There are three primary steps involved in establishing a standardized approach to policy issuance and ongoing management:
Beyond serving as a central repository for policies (including the history of each policy’s development and ongoing evolution,) policy management technology can serve as an enforcement mechanism to ensure that the policy on policies is followed, Likhoded notes.
While the master policy defines tasks and requirements for each role, the portal calendars the due dates or meeting dates and confirms that they have been met. When there is a template, the portal system will not allow publishing of a final policy until it has progressed through all required drafting steps, received stakeholder feedback and received committee approval, with each of those milestones logged into the system.

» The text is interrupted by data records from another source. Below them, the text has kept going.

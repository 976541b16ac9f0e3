//! WebSocket transport for live updates.
//!
//! Clients open `/ws`, authenticate with the user id the REST layer issued
//! and subscribe to the forum threads they are looking at.
//!
//! # Client Messages
//!
//! - `authenticate`: bind the connection to a user
//! - `subscribe` / `unsubscribe`: watch or stop watching a topic
//! - `ping`: keepalive
//!
//! # Server Messages
//!
//! - `authenticated` / `subscribed` / `unsubscribed`: acknowledgements
//! - `notification`: a personal notification
//! - `commentUpdate`: a comment added to or removed from a watched topic
//! - `error`: a rejected client message
//! - `pong`: keepalive reply

pub mod handler;
pub mod messages;
pub mod metrics;

pub use handler::{ws_handler, ProtocolError};
pub use messages::{ClientMessage, CommentAction, CommentEvent, ServerMessage};
pub use metrics::{LiveMetrics, LiveMetricsSnapshot};
//! Identifier types for users, connections and topics.
//!
//! User and topic identifiers come from clients and the REST layer and are
//! opaque here. Connection identifiers are minted locally on connect.

use std::fmt;
use std::sync::atomic::{AtomicU64, Ordering};

use serde::{Deserialize, Serialize};

/// Maximum accepted length, in bytes, of a client-supplied identifier.
pub const MAX_IDENTIFIER_LEN: usize = 128;

/// Global connection ID counter.
static CONNECTION_ID_COUNTER: AtomicU64 = AtomicU64::new(1);

/// Identifier of one physical transport connection (one tab or device).
#[derive(Debug, Clone, Copy, PartialEq, Eq, Hash, PartialOrd, Ord, Serialize, Deserialize)]
#[serde(transparent)]
pub struct ConnectionId(u64);

impl ConnectionId {
    /// Generates a new, process-unique connection ID.
    #[must_use]
    pub fn next() -> Self {
        Self(CONNECTION_ID_COUNTER.fetch_add(1, Ordering::Relaxed))
    }

    /// Returns the raw numeric value.
    #[must_use]
    pub const fn as_u64(self) -> u64 {
        self.0
    }
}

impl fmt::Display for ConnectionId {
    fn fmt(&self, f: &mut fmt::Formatter<'_>) -> fmt::Result {
        write!(f, "conn-{}", self.0)
    }
}

/// Returns true if `raw` is acceptable as a user or topic identifier.
fn is_well_formed(raw: &str) -> bool {
    !raw.is_empty() && raw.len() <= MAX_IDENTIFIER_LEN && !raw.chars().any(char::is_control)
}

macro_rules! opaque_id {
    ($(#[$meta:meta])* $name:ident) => {
        $(#[$meta])*
        #[derive(Debug, Clone, PartialEq, Eq, Hash, PartialOrd, Ord, Serialize, Deserialize)]
        #[serde(transparent)]
        pub struct $name(String);

        impl $name {
            /// Parses a client-supplied identifier.
            ///
            /// Surrounding whitespace is trimmed. Returns None if the result is
            /// empty, longer than [`MAX_IDENTIFIER_LEN`] or contains control
            /// characters.
            #[must_use]
            pub fn parse(raw: &str) -> Option<Self> {
                let trimmed = raw.trim();
                is_well_formed(trimmed).then(|| Self(trimmed.to_string()))
            }

            /// Returns the identifier as a string slice.
            #[must_use]
            pub fn as_str(&self) -> &str {
                &self.0
            }
        }

        impl fmt::Display for $name {
            fn fmt(&self, f: &mut fmt::Formatter<'_>) -> fmt::Result {
                f.write_str(&self.0)
            }
        }

        impl From<&str> for $name {
            fn from(value: &str) -> Self {
                Self(value.to_string())
            }
        }

        impl From<String> for $name {
            fn from(value: String) -> Self {
                Self(value)
            }
        }
    };
}

opaque_id!(
    /// Identifier of a logical account, as issued by the REST auth layer.
    UserId
);

opaque_id!(
    /// Identifier of a forum discussion thread.
    TopicId
);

Further, certain sections in the policy are inherited from the template and they cannot be changed. For example, every policy needs to have a purpose, scope, and section headings. If those headings are changed in the template, they are also automatically changed in every policy that has been drafted via that template. By maintaining standard components and consistent visual style, employees and stakeholders can quickly and easily recognize what is – or isn’t – an official policy of the organization.
Mapping regulatory changes to policies within a policy management system helps determine if a policy must be reviewed to assess if it is still appropriate for the organization when a regulation changes, Likhoded points out. If a specific clause of a regulation is mapped to a number of related policies, when that clause changes, all relevant policy owners will be notified that policies mapped to that clause need to be reviewed.
The volume of work and communications involved in that mapping activity can reach staggering levels. If 50,000 regulatory changes affect a banking organization every year, for example, requiring review of 30,000 controls and several thousand policies (containing a combined number of clauses that stretch into the millions), it is impossible to perform that mapping without supporting technology. The technology should track workflows and proactively validate any new content, comparing it to any existing content, and then determining whether the content is related. A change also might occur within internal procedures or business operations, so the system should trigger an alert for the need to review the new content (whether it is from an external or internal source) and suggest appropriate action.
This capability demonstrates to regulators, external auditors, law enforcement and/or opposing counsel in a lawsuit that the organization has effectively managed and maintained policies even as regulations and business operations changed over time. Those overseers want to know what the policy looked like on the date when the regulatory violation allegedly occurred.
In those instances, regulatory and legal investigators want to know what the policy was then, who was aware of that policy, how it was kept current to satisfy relevant risk and regulatory requirements at the time and any other factors that can help clarify the audit trail.
This history is needed to defend the organization and prove that is keeping policies current and relevant to the environment even as the environment continually evolves. That type of clarity requires a standardization of policy development and a spotless approach to policy management.